**RECORDS SHOWN:**
↓↓↓
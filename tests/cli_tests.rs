//! CLI smoke tests against the real binary.

use assert_cmd::Command;
use predicates::prelude::*;
use std::fs;

fn mirador() -> Command {
    Command::cargo_bin("mirador").unwrap()
}

#[test]
fn help_lists_the_fix_flags() {
    mirador()
        .arg("--help")
        .assert()
        .success()
        .stdout(predicate::str::contains("--fix"))
        .stdout(predicate::str::contains("--dry-run"));
}

#[test]
fn clean_file_exits_zero() {
    let dir = tempfile::tempdir().unwrap();
    let file = dir.path().join("clean.py");
    fs::write(&file, "speed = distance_m / time_s\n").unwrap();

    mirador()
        .arg(&file)
        .assert()
        .success()
        .stdout(predicate::str::contains("no findings"));
}

#[test]
fn critical_finding_exits_one() {
    let dir = tempfile::tempdir().unwrap();
    let file = dir.path().join("leaky.py");
    fs::write(
        &file,
        "\
def train(X, y):
    scaler = StandardScaler()
    X_scaled = scaler.fit_transform(X)
    X_train, X_test = train_test_split(X_scaled)
",
    )
    .unwrap();

    mirador()
        .arg(&file)
        .assert()
        .code(1)
        .stdout(predicate::str::contains("leakage"));
}

#[test]
fn json_format_emits_parseable_output() {
    let dir = tempfile::tempdir().unwrap();
    let file = dir.path().join("units.py");
    fs::write(&file, "total = distance_m + time_s\n").unwrap();

    let output = mirador()
        .arg("--format")
        .arg("json")
        .arg(&file)
        .output()
        .unwrap();
    let value: serde_json::Value = serde_json::from_slice(&output.stdout).unwrap();
    assert_eq!(value[0]["diagnostics"][0]["guard"], "unit");
}

#[test]
fn dry_run_fix_leaves_the_file_alone() {
    let dir = tempfile::tempdir().unwrap();
    let file = dir.path().join("mirage.py");
    let source = "\
data = np.ones(5)
m = np.mean(data)
";
    fs::write(&file, source).unwrap();

    mirador()
        .arg("--dry-run")
        .arg(&file)
        .assert()
        .code(1)
        .stdout(predicate::str::contains("VariationTensor"));

    assert_eq!(fs::read_to_string(&file).unwrap(), source);
}

#[test]
fn fix_rewrites_the_file_in_place() {
    let dir = tempfile::tempdir().unwrap();
    let file = dir.path().join("mirage.py");
    fs::write(&file, "data = np.ones(5)\nm = np.mean(data)\n").unwrap();

    mirador().arg("--fix").arg(&file).assert().code(1);

    let fixed = fs::read_to_string(&file).unwrap();
    assert!(fixed.contains("VariationTensor(data).collapse('mean')"));
}

#[test]
fn guard_filter_restricts_the_run() {
    let dir = tempfile::tempdir().unwrap();
    let file = dir.path().join("mixed.py");
    fs::write(
        &file,
        "\
total = distance_m + time_s
avg = np.mean(np.ones(5))
",
    )
    .unwrap();

    mirador()
        .arg("--guards")
        .arg("unit")
        .arg(&file)
        .assert()
        .success()
        .stdout(predicate::str::contains("unit"))
        .stdout(predicate::str::contains("mirage").not());
}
↑↑↑
**ABOUT THIS EXERCISE:**
How many lines of the entries contain "Command"? Answer with a number alone.

**TASK RESPONSE:**
3